CTInsider reported in June 2026 that Brynn Forlizzi and Teddy Aaron, two Connecticut teenagers with direct experience of cancer as patient and caregiver, created Soothe Note, a free app designed to help cancer patients and caregivers track medications, appointments, symptoms, mood, energy, sleep, questions and caregiver support. The app is listed on the Apple App Store as a privacy-first cancer care tracker for patients and caregivers, with tools for daily check-ins, symptom and medication tracking, doctor-visit preparation and health summaries. This should be framed as a patient-led navigation signal, not as a clinically validated digital therapeutic.

Why it matters

  • Patients: Cancer care does not stop when the appointment ends. Daily tracking can become part of survival, control and communication.
  • Caregivers: Caregiving burden is often invisible, yet it becomes one of the main engines keeping treatment on track.
  • Clinicians: Better prepared symptom histories and medication notes can make consultations more useful.
  • Hospitals: Patient-facing tools should be simple, low-burden and designed around real life, not only clinical workflows.

Cancer care often looks organised from the outside. There is a diagnosis, a treatment plan, an appointment schedule, a medication list. Then real life starts.

Symptoms change at night. Medications are missed. Questions are forgotten. Caregivers burn out quietly. Patients arrive at clinic trying to remember what happened across days or weeks of nausea, fatigue, pain, fear, sleep problems and small changes that may matter clinically.

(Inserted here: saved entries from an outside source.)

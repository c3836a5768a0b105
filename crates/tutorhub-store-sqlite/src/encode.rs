//! Encoding and decoding helpers between domain types and the plain-text
//! representations stored in SQLite columns.
//!
//! Timestamps are stored as fixed-width RFC 3339 UTC strings so that string
//! comparison in SQL matches chronological order. UUIDs are stored as
//! hyphenated lowercase strings.

use chrono::{DateTime, SecondsFormat, Utc};
use tutorhub_core::{
  course::{Course, normalize_capacity},
  subject::Subject,
  user::User,
};
use uuid::Uuid;

use crate::{Error, Result};

// ─── Uuid ────────────────────────────────────────────────────────────────────

pub fn encode_uuid(id: Uuid) -> String { id.hyphenated().to_string() }

pub fn decode_uuid(s: &str) -> Result<Uuid> { Ok(Uuid::parse_str(s)?) }

// ─── DateTime<Utc> ───────────────────────────────────────────────────────────

pub fn encode_dt(dt: DateTime<Utc>) -> String {
  dt.to_rfc3339_opts(SecondsFormat::Micros, true)
}

pub fn decode_dt(s: &str) -> Result<DateTime<Utc>> {
  DateTime::parse_from_rfc3339(s)
    .map(|dt| dt.with_timezone(&Utc))
    .map_err(|e| Error::DateParse(e.to_string()))
}

// ─── Subject ─────────────────────────────────────────────────────────────────

pub fn decode_subject(s: &str) -> Result<Subject> {
  Subject::from_code(s)
    .ok_or_else(|| Error::Decode(format!("unknown subject code: {s:?}")))
}

// ─── Raw rows ────────────────────────────────────────────────────────────────

/// A `users` row as read from SQLite.
pub struct RawUser {
  pub npm:      i64,
  pub username: String,
  pub name:     String,
  pub is_admin: bool,
}

impl RawUser {
  /// Read the four user columns starting at `offset`.
  pub fn from_row(row: &rusqlite::Row<'_>, offset: usize) -> rusqlite::Result<Self> {
    Ok(Self {
      npm:      row.get(offset)?,
      username: row.get(offset + 1)?,
      name:     row.get(offset + 2)?,
      is_admin: row.get(offset + 3)?,
    })
  }

  pub fn into_user(self) -> User {
    User {
      npm:      self.npm,
      username: self.username,
      name:     self.name,
      is_admin: self.is_admin,
    }
  }
}

/// A `courses` row joined with its teacher and student count.
pub struct RawCourse {
  pub id:             String,
  pub name:           String,
  pub matkul:         String,
  pub datetime:       String,
  pub link:           Option<String>,
  pub students_limit: Option<i64>,
  pub notes:          Option<String>,
  pub notes_short:    Option<String>,
  pub hidden:         bool,
  pub teacher:        RawUser,
  pub students_count: i64,
}

impl RawCourse {
  /// Map a row produced by [`crate::store::COURSE_SELECT`].
  pub fn from_row(row: &rusqlite::Row<'_>) -> rusqlite::Result<Self> {
    Ok(Self {
      id:             row.get(0)?,
      name:           row.get(1)?,
      matkul:         row.get(2)?,
      datetime:       row.get(3)?,
      link:           row.get(4)?,
      students_limit: row.get(5)?,
      notes:          row.get(6)?,
      notes_short:    row.get(7)?,
      hidden:         row.get(8)?,
      teacher:        RawUser::from_row(row, 9)?,
      students_count: row.get(13)?,
    })
  }

  pub fn into_course(self) -> Result<Course> {
    let students_count = u32::try_from(self.students_count)
      .map_err(|_| Error::Decode(format!("student count {}", self.students_count)))?;

    Ok(Course {
      id: decode_uuid(&self.id)?,
      name: self.name,
      subject: decode_subject(&self.matkul)?,
      scheduled_at: decode_dt(&self.datetime)?,
      meeting_link: self.link,
      capacity: normalize_capacity(self.students_limit),
      notes: self.notes,
      notes_short: self.notes_short,
      hidden: self.hidden,
      teacher: self.teacher.into_user(),
      students_count,
    })
  }
}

Soothe Note is interesting because it starts from that lived reality. It was not built first as a hospital procurement product or a platform strategy. It was built by two teenagers who had seen cancer from opposite sides: one as a cancer survivor, one as a caregiver. That gives the story its force. The gap they saw was not abstract. It was daily chaos.

The app tracks symptoms, appointments, medications, mood, energy, sleep, hydration, questions and caregiver check-ins. It can generate summaries for doctor visits. That may sound simple, but in cancer care simplicity is often what systems fail to deliver.

The caution is important. Soothe Note should not be presented as a proven medical intervention, a diagnostic tool or a replacement for clinical care. It is an early patient-led support tool. Its value is not that it “solves” oncology navigation. Its value is that it shows how much navigation patients are still forced to do themselves.

For IPM, this is a human last-mile story. Precision medicine talks about matching the right treatment to the right patient. But patients also need the right support between the official touchpoints of care. Otherwise, the system keeps outsourcing complexity to the people already carrying the disease.